Source material START
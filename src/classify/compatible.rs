//! Classifier backed by any OpenAI-compatible `/chat/completions` endpoint.

use super::prompt::DEFAULT_SYSTEM_PROMPT;
use super::scrub::sanitize_api_error;
use super::traits::{Classifier, ClassifierResponse};
use crate::config::ClassifierConfig;
use crate::error::ServiceError;
use reqwest::{Client, StatusCode};
use serde::{Deserialize, Serialize};
use std::future::Future;
use std::pin::Pin;
use std::time::Duration;

pub struct OpenAiCompatibleClassifier {
    name: String,
    api_key: Option<String>,
    model: String,
    temperature: f64,
    system_prompt: String,
    request_timeout: Duration,
    /// Pre-computed chat completions URL.
    chat_url: String,
    client: Client,
}

fn build_client(timeout: Duration) -> Client {
    Client::builder()
        .timeout(timeout)
        .connect_timeout(Duration::from_secs(10))
        .pool_max_idle_per_host(10)
        .pool_idle_timeout(Duration::from_secs(90))
        .tcp_keepalive(Duration::from_secs(60))
        .build()
        .unwrap_or_else(|_| Client::new())
}

#[derive(Debug, Serialize)]
struct ChatRequest<'a> {
    model: &'a str,
    messages: [Message<'a>; 2],
    temperature: f64,
}

#[derive(Debug, Serialize)]
struct Message<'a> {
    role: &'static str,
    content: &'a str,
}

#[derive(Debug, Deserialize)]
struct ChatResponse {
    choices: Vec<Choice>,
    usage: Option<ChatUsage>,
}

#[derive(Debug, Deserialize)]
struct ChatUsage {
    prompt_tokens: u64,
    completion_tokens: u64,
}

#[derive(Debug, Deserialize)]
struct Choice {
    message: ResponseMessage,
}

#[derive(Debug, Deserialize)]
struct ResponseMessage {
    #[serde(default)]
    content: Option<String>,
}

fn is_quota_exhausted(message: &str) -> bool {
    let lower = message.to_ascii_lowercase();
    lower.contains("insufficient_quota")
        || lower.contains("exceeded your current quota")
        || lower.contains("billing")
}

fn parse_retry_after(response: &reqwest::Response) -> Option<Duration> {
    response
        .headers()
        .get(reqwest::header::RETRY_AFTER)?
        .to_str()
        .ok()?
        .trim()
        .parse::<f64>()
        .ok()
        .filter(|secs| secs.is_finite() && *secs >= 0.0)
        .map(Duration::from_secs_f64)
}

/// Maps an unsuccessful HTTP status to a failure kind.
///
/// 429 is a rate limit unless the body says the quota is gone; 408 and 5xx
/// are transient; every other 4xx is fatal.
fn classify_status(
    name: &str,
    status: StatusCode,
    body: &str,
    retry_after: Option<Duration>,
) -> ServiceError {
    let sanitized = sanitize_api_error(body);
    let message = format!("{name} API error ({}): {sanitized}", status.as_u16());

    if is_quota_exhausted(body) {
        return ServiceError::Fatal(message);
    }
    match status.as_u16() {
        429 => ServiceError::RateLimited {
            message,
            retry_after,
        },
        408 => ServiceError::Transient(message),
        _ if status.is_server_error() => ServiceError::Transient(message),
        _ => ServiceError::Fatal(message),
    }
}

impl OpenAiCompatibleClassifier {
    pub fn new(
        name: &str,
        base_url: &str,
        api_key: Option<&str>,
        model: &str,
        temperature: f64,
        request_timeout: Duration,
    ) -> Self {
        let base_url = base_url.trim_end_matches('/');
        let chat_url = if base_url.contains("chat/completions") {
            base_url.to_string()
        } else {
            format!("{base_url}/chat/completions")
        };

        Self {
            name: name.to_string(),
            api_key: api_key
                .map(str::trim)
                .filter(|key| !key.is_empty())
                .map(ToString::to_string),
            model: model.to_string(),
            temperature,
            system_prompt: DEFAULT_SYSTEM_PROMPT.to_string(),
            request_timeout,
            chat_url,
            client: build_client(request_timeout),
        }
    }

    pub fn from_config(config: &ClassifierConfig) -> Self {
        let classifier = Self::new(
            "classifier",
            &config.base_url,
            config.api_key.as_deref(),
            &config.model,
            config.temperature,
            Duration::from_secs(config.request_timeout_secs),
        );
        match &config.system_prompt {
            Some(prompt) => classifier.with_system_prompt(prompt),
            None => classifier,
        }
    }

    pub fn with_system_prompt(mut self, prompt: &str) -> Self {
        self.system_prompt = prompt.to_string();
        self
    }

    fn chat_completions_url(&self) -> &str {
        &self.chat_url
    }

    async fn send(&self, prompt: &str) -> Result<ClassifierResponse, ServiceError> {
        let Some(api_key) = self.api_key.as_deref() else {
            return Err(ServiceError::Fatal(format!(
                "{} API key not set. Set classifier.api_key or PRLENS_API_KEY.",
                self.name
            )));
        };

        let request = ChatRequest {
            model: &self.model,
            messages: [
                Message {
                    role: "system",
                    content: &self.system_prompt,
                },
                Message {
                    role: "user",
                    content: prompt,
                },
            ],
            temperature: self.temperature,
        };

        let response = self
            .client
            .post(self.chat_completions_url())
            .bearer_auth(api_key)
            .json(&request)
            .send()
            .await
            .map_err(|err| {
                if err.is_timeout() {
                    ServiceError::Timeout(self.request_timeout)
                } else {
                    ServiceError::Transient(format!(
                        "{} request failed: {}",
                        self.name,
                        sanitize_api_error(&err.to_string())
                    ))
                }
            })?;

        let status = response.status();
        if !status.is_success() {
            let retry_after = parse_retry_after(&response);
            let body = response.text().await.unwrap_or_default();
            let err = classify_status(&self.name, status, &body, retry_after);
            tracing::debug!(
                classifier = self.name.as_str(),
                status = status.as_u16(),
                kind = %err.kind(),
                "classification request rejected"
            );
            return Err(err);
        }

        let chat: ChatResponse = response.json().await.map_err(|err| {
            ServiceError::Transient(format!("{} response decode failed: {err}", self.name))
        })?;

        let content = chat
            .choices
            .into_iter()
            .next()
            .and_then(|choice| choice.message.content)
            .filter(|content| !content.trim().is_empty())
            .ok_or_else(|| ServiceError::Transient(format!("No response from {}", self.name)))?;
        let (input_tokens, output_tokens) = chat
            .usage
            .map_or((0, 0), |usage| (usage.prompt_tokens, usage.completion_tokens));

        Ok(ClassifierResponse::new(content, input_tokens, output_tokens))
    }
}

impl Classifier for OpenAiCompatibleClassifier {
    fn name(&self) -> &str {
        &self.name
    }

    fn classify<'a>(
        &'a self,
        prompt: &'a str,
    ) -> Pin<Box<dyn Future<Output = Result<ClassifierResponse, ServiceError>> + Send + 'a>> {
        Box::pin(self.send(prompt))
    }
}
Source material END
● **Work task**
Your answer must be the full set of entries, copied exactly.

● **Answer space**
filename src/classify/compatible.rs
//! Classifier backed by any OpenAI-compatible `/chat/completions` endpoint.

use super::prompt::DEFAULT_SYSTEM_PROMPT;
use super::scrub::sanitize_api_error;
use super::traits::{Classifier, ClassifierResponse};
use crate::config::ClassifierConfig;
use crate::error::ServiceError;
use reqwest::{Client, StatusCode};
use serde::{Deserialize, Serialize};
use std::future::Future;
use std::pin::Pin;
use std::time::Duration;

pub struct OpenAiCompatibleClassifier {
    name: String,
    api_key: Option<String>,
    model: String,
    temperature: f64,
    system_prompt: String,
    request_timeout: Duration,
    /// Pre-computed chat completions URL.
    chat_url: String,
    client: Client,
}

fn build_client(timeout: Duration) -> Client {
    Client::builder()
        .timeout(timeout)
        .connect_timeout(Duration::from_secs(10))
        .pool_max_idle_per_host(10)
        .pool_idle_timeout(Duration::from_secs(90))
        .tcp_keepalive(Duration::from_secs(60))
        .build()
        .unwrap_or_else(|_| Client::new())
}

#[derive(Debug, Serialize)]
struct ChatRequest<'a> {
    model: &'a str,
    messages: [Message<'a>; 2],
    temperature: f64,
}

#[derive(Debug, Serialize)]
struct Message<'a> {
    role: &'static str,
    content: &'a str,
}

#[derive(Debug, Deserialize)]
struct ChatResponse {
    choices: Vec<Choice>,
    usage: Option<ChatUsage>,
}

#[derive(Debug, Deserialize)]
struct ChatUsage {
    prompt_tokens: u64,
    completion_tokens: u64,
}

#[derive(Debug, Deserialize)]
struct Choice {
    message: ResponseMessage,
}

#[derive(Debug, Deserialize)]
struct ResponseMessage {
    #[serde(default)]
    content: Option<String>,
}

fn is_quota_exhausted(message: &str) -> bool {
    let lower = message.to_ascii_lowercase();
    lower.contains("insufficient_quota")
        || lower.contains("exceeded your current quota")
        || lower.contains("billing")
}

fn parse_retry_after(response: &reqwest::Response) -> Option<Duration> {
    response
        .headers()
        .get(reqwest::header::RETRY_AFTER)?
        .to_str()
        .ok()?
        .trim()
        .parse::<f64>()
        .ok()
        .filter(|secs| secs.is_finite() && *secs >= 0.0)
        .map(Duration::from_secs_f64)
}

/// Maps an unsuccessful HTTP status to a failure kind.
///
/// 429 is a rate limit unless the body says the quota is gone; 408 and 5xx
/// are transient; every other 4xx is fatal.
fn classify_status(
    name: &str,
    status: StatusCode,
    body: &str,
    retry_after: Option<Duration>,
) -> ServiceError {
    let sanitized = sanitize_api_error(body);
    let message = format!("{name} API error ({}): {sanitized}", status.as_u16());

    if is_quota_exhausted(body) {
        return ServiceError::Fatal(message);
    }
    match status.as_u16() {
        429 => ServiceError::RateLimited {
            message,
            retry_after,
        },
        408 => ServiceError::Transient(message),
        _ if status.is_server_error() => ServiceError::Transient(message),
        _ => ServiceError::Fatal(message),
    }
}

impl OpenAiCompatibleClassifier {
    pub fn new(
        name: &str,
        base_url: &str,
        api_key: Option<&str>,
        model: &str,
        temperature: f64,
        request_timeout: Duration,
    ) -> Self {
        let base_url = base_url.trim_end_matches('/');
        let chat_url = if base_url.contains("chat/completions") {
            base_url.to_string()
        } else {
            format!("{base_url}/chat/completions")
        };

        Self {
            name: name.to_string(),
            api_key: api_key
                .map(str::trim)
                .filter(|key| !key.is_empty())
                .map(ToString::to_string),
            model: model.to_string(),
            temperature,
            system_prompt: DEFAULT_SYSTEM_PROMPT.to_string(),
            request_timeout,
            chat_url,
            client: build_client(request_timeout),
        }
    }

    pub fn from_config(config: &ClassifierConfig) -> Self {
        let classifier = Self::new(
            "classifier",
            &config.base_url,
            config.api_key.as_deref(),
            &config.model,
            config.temperature,
            Duration::from_secs(config.request_timeout_secs),
        );
        match &config.system_prompt {
            Some(prompt) => classifier.with_system_prompt(prompt),
            None => classifier,
        }
    }

    pub fn with_system_prompt(mut self, prompt: &str) -> Self {
        self.system_prompt = prompt.to_string();
        self
    }

    fn chat_completions_url(&self) -> &str {
        &self.chat_url
    }

    async fn send(&self, prompt: &str) -> Result<ClassifierResponse, ServiceError> {
        let Some(api_key) = self.api_key.as_deref() else {
            return Err(ServiceError::Fatal(format!(
                "{} API key not set. Set classifier.api_key or PRLENS_API_KEY.",
                self.name
            )));
        };

        let request = ChatRequest {
            model: &self.model,
            messages: [
                Message {
                    role: "system",
                    content: &self.system_prompt,
                },
                Message {
                    role: "user",
                    content: prompt,
                },
            ],
            temperature: self.temperature,
        };

        let response = self
            .client
            .post(self.chat_completions_url())
            .bearer_auth(api_key)
            .json(&request)
            .send()
            .await
            .map_err(|err| {
                if err.is_timeout() {
                    ServiceError::Timeout(self.request_timeout)
                } else {
                    ServiceError::Transient(format!(
                        "{} request failed: {}",
                        self.name,
                        sanitize_api_error(&err.to_string())
                    ))
                }
            })?;

        let status = response.status();
        if !status.is_success() {
            let retry_after = parse_retry_after(&response);
            let body = response.text().await.unwrap_or_default();
            let err = classify_status(&self.name, status, &body, retry_after);
            tracing::debug!(
                classifier = self.name.as_str(),
                status = status.as_u16(),
                kind = %err.kind(),
                "classification request rejected"
            );
            return Err(err);
        }

        let chat: ChatResponse = response.json().await.map_err(|err| {
            ServiceError::Transient(format!("{} response decode failed: {err}", self.name))
        })?;

        let content = chat
            .choices
            .into_iter()
            .next()
            .and_then(|choice| choice.message.content)
            .filter(|content| !content.trim().is_empty())
            .ok_or_else(|| ServiceError::Transient(format!("No response from {}", self.name)))?;
        let (input_tokens, output_tokens) = chat
            .usage
            .map_or((0, 0), |usage| (usage.prompt_tokens, usage.completion_tokens));

        Ok(ClassifierResponse::new(content, input_tokens, output_tokens))
    }
}

impl Classifier for OpenAiCompatibleClassifier {
    fn name(&self) -> &str {
        &self.name
    }

    fn classify<'a>(
        &'a self,
        prompt: &'a str,
    ) -> Pin<Box<dyn Future<Output = Result<ClassifierResponse, ServiceError>> + Send + 'a>> {
        Box::pin(self.send(prompt))
    }
}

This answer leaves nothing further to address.